* _PROBLEM TO SOLVE_
Your response should contain each line of the data that includes "HeightFetchResponse".

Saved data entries
====
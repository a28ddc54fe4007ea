use async_trait::async_trait;
use geruest_core::error::{GeruestError, Result};
use geruest_core::models::{
    AddressLookup, CatalogEstimate, CatalogItem, DrawingRequest, DrawingSubject, FacadeSide,
    FacadeTakeoff, HeightFetchRequest, HeightFetchResponse, ManualHeights, ScaffoldingGeometry,
    TakeoffRequest, TakeoffResult, TakeoffSource,
};
use geruest_core::ports::Backend;
use serde::de::DeserializeOwned;
use serde::{Deserialize, Serialize};

/// API prefix of every backend route
pub const API_PREFIX: &str = "/api/v1";

/// HTTP adapter for the scaffolding-planning backend
pub struct HttpBackend {
    /// Base URL without trailing slash (e.g., "http://localhost:8000")
    base_url: String,

    /// HTTP client
    client: reqwest::Client,
}

impl HttpBackend {
    /// Create a backend client for the given base URL
    pub fn new(base_url: impl Into<String>) -> Self {
        let base_url: String = base_url.into();
        Self { base_url: base_url.trim_end_matches('/').to_string(), client: reqwest::Client::new() }
    }

    /// Create with default localhost URL
    pub fn localhost() -> Self {
        Self::new(geruest_core::config::DEFAULT_BACKEND_URL)
    }

    pub fn base_url(&self) -> &str {
        &self.base_url
    }

    fn url(&self, path: &str) -> String {
        format!("{}{}{}", self.base_url, API_PREFIX, path)
    }

    /// Send a request and turn transport failures and non-2xx statuses into errors
    async fn send(&self, request: reqwest::RequestBuilder, path: &str) -> Result<reqwest::Response> {
        tracing::debug!(path, "Backend request");

        let response = request.send().await.map_err(|e| GeruestError::BackendUnavailable {
            reason: format!("Failed to reach backend at {}: {}", self.base_url, e),
            remediation: format!(
                "Ensure the backend is running at {} or set GERUEST_BACKEND_URL / --backend-url",
                self.base_url
            ),
        })?;

        if !response.status().is_success() {
            let status = response.status();
            let body = response.text().await.unwrap_or_default();
            tracing::debug!(path, status = status.as_u16(), "Backend returned error status");
            return Err(GeruestError::BackendStatus { status: status.as_u16(), body });
        }

        Ok(response)
    }

    async fn decode<T: DeserializeOwned>(response: reqwest::Response, path: &str) -> Result<T> {
        response
            .json()
            .await
            .map_err(|e| GeruestError::Decode(format!("{}: {}", path, e)))
    }

    async fn get_json<T: DeserializeOwned>(
        &self,
        path: &str,
        query: &[(&str, String)],
    ) -> Result<T> {
        let response = self.send(self.client.get(self.url(path)).query(query), path).await?;
        Self::decode(response, path).await
    }
}

/// Query pairs for manual height overrides
fn manual_height_params(manual: Option<&ManualHeights>) -> Vec<(&'static str, String)> {
    let mut params = Vec::new();
    if let Some(manual) = manual {
        if let Some(eave) = manual.eave_height_m {
            params.push(("eave_height", eave.to_string()));
        }
        if let Some(ridge) = manual.ridge_height_m {
            params.push(("ridge_height", ridge.to_string()));
        }
    }
    params
}

#[async_trait]
impl Backend for HttpBackend {
    async fn lookup_address(&self, address: &str) -> Result<AddressLookup> {
        let query = [("address", address.to_string())];
        match self.get_json("/lookup", &query).await {
            Err(GeruestError::BackendStatus { status: 404, .. }) => {
                Err(GeruestError::AddressNotFound { query: address.to_string() })
            }
            other => other,
        }
    }

    async fn scaffolding_geometry(
        &self,
        address: &str,
        manual: Option<&ManualHeights>,
        refresh: bool,
    ) -> Result<ScaffoldingGeometry> {
        let mut query = vec![("address", address.to_string())];
        query.extend(manual_height_params(manual));
        if refresh {
            query.push(("refresh", "true".to_string()));
        }

        match self.get_json("/scaffolding", &query).await {
            Err(GeruestError::BackendStatus { status: 404, .. }) => {
                Err(GeruestError::AddressNotFound { query: address.to_string() })
            }
            other => other,
        }
    }

    async fn takeoff(&self, request: &TakeoffRequest) -> Result<TakeoffResult> {
        let mut query = vec![
            ("address", request.address.clone()),
            ("system", request.system.id().to_string()),
            ("roof_shape", request.roof_shape.as_param().to_string()),
            ("width_class", request.width_class.to_string()),
            ("work_type", request.work_type.as_param().to_string()),
            ("height", request.height.to_string()),
        ];
        if !request.facades.is_empty() {
            let facades: Vec<String> = request.facades.iter().map(|i| i.to_string()).collect();
            query.push(("facades", facades.join(",")));
        }

        let wire: WireTakeoff = self.get_json("/ausmass/komplett", &query).await?;
        Ok(wire.into_result())
    }

    async fn drawing(&self, request: &DrawingRequest) -> Result<String> {
        let path = format!("/visualize/{}", request.kind.path_segment());

        let builder = match &request.subject {
            DrawingSubject::Address(address) => {
                let mut query = vec![
                    ("address", address.clone()),
                    ("width", request.width_px.to_string()),
                    ("height", request.height_px.to_string()),
                ];
                query.extend(manual_height_params(request.manual_heights.as_ref()));
                query.push(("professional", request.professional.to_string()));
                query.push(("high_fidelity", request.high_fidelity.to_string()));
                self.client.get(self.url(&path)).query(&query)
            }
            DrawingSubject::Geometry { label, sides, polygon } => {
                let body = WireDrawingBody {
                    label,
                    sides,
                    polygon,
                    width: request.width_px,
                    height: request.height_px,
                    professional: request.professional,
                    high_fidelity: request.high_fidelity,
                };
                self.client.post(self.url(&path)).json(&body)
            }
        };

        let response = self.send(builder, &path).await?;
        response.text().await.map_err(|e| GeruestError::Decode(format!("{}: {}", path, e)))
    }

    async fn fetch_heights(&self, request: &HeightFetchRequest) -> Result<HeightFetchResponse> {
        let path = "/heights/fetch";
        let response = self.send(self.client.post(self.url(path)).json(request), path).await?;
        // The import outcome is only known from the body, even on 200
        let body: HeightFetchResponse = Self::decode(response, path).await?;

        if let Some(counters) = &body.debug {
            tracing::debug!(
                status = body.status.as_str(),
                tiles_checked = counters.tiles_checked,
                buildings_in_tile = counters.buildings_in_tile,
                points_sampled = counters.points_sampled,
                "Height import counters"
            );
        }

        if body.status.is_failure() {
            return Err(GeruestError::DomainStatus {
                status: body.status.as_str().to_string(),
                message: body.message,
                debug: body.debug,
            });
        }
        Ok(body)
    }

    async fn material_catalog(&self, system_id: &str, area_m2: f64) -> Result<CatalogEstimate> {
        let query = [("system_id", system_id.to_string()), ("area", area_m2.to_string())];
        let wire: WireCatalog = self.get_json("/material/estimate", &query).await?;
        Ok(CatalogEstimate::from_items(wire.system_id, wire.area_m2, wire.items))
    }
}

/// Take-off payload of `/ausmass/komplett`
#[derive(Debug, Deserialize)]
struct WireTakeoff {
    per_facade: Vec<FacadeTakeoff>,
    corner_count: u32,
    #[serde(default)]
    corner_surcharge: f64,
    facade_area: f64,
    total_area: f64,
    scaffold_height: f64,
}

impl WireTakeoff {
    fn into_result(self) -> TakeoffResult {
        TakeoffResult {
            per_facade: self.per_facade,
            corner_count: self.corner_count,
            corner_surcharge: self.corner_surcharge,
            facade_area: self.facade_area,
            total_area: self.total_area,
            scaffold_height: self.scaffold_height,
            source: TakeoffSource::Backend,
        }
    }
}

/// Request body for drawings of explicit geometry
#[derive(Debug, Serialize)]
struct WireDrawingBody<'a> {
    label: &'a str,
    sides: &'a [FacadeSide],
    polygon: &'a [[f64; 2]],
    width: u32,
    height: u32,
    professional: bool,
    high_fidelity: bool,
}

/// Response from `/material/estimate`
#[derive(Debug, Deserialize)]
struct WireCatalog {
    system_id: String,
    area_m2: f64,
    #[serde(default)]
    items: Vec<CatalogItem>,
}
====
* _TASK RESPONSE_
    FacadeTakeoff, HeightFetchRequest, HeightFetchResponse, ManualHeights, ScaffoldingGeometry,
    async fn fetch_heights(&self, request: &HeightFetchRequest) -> Result<HeightFetchResponse> {
        let body: HeightFetchResponse = Self::decode(response, path).await?;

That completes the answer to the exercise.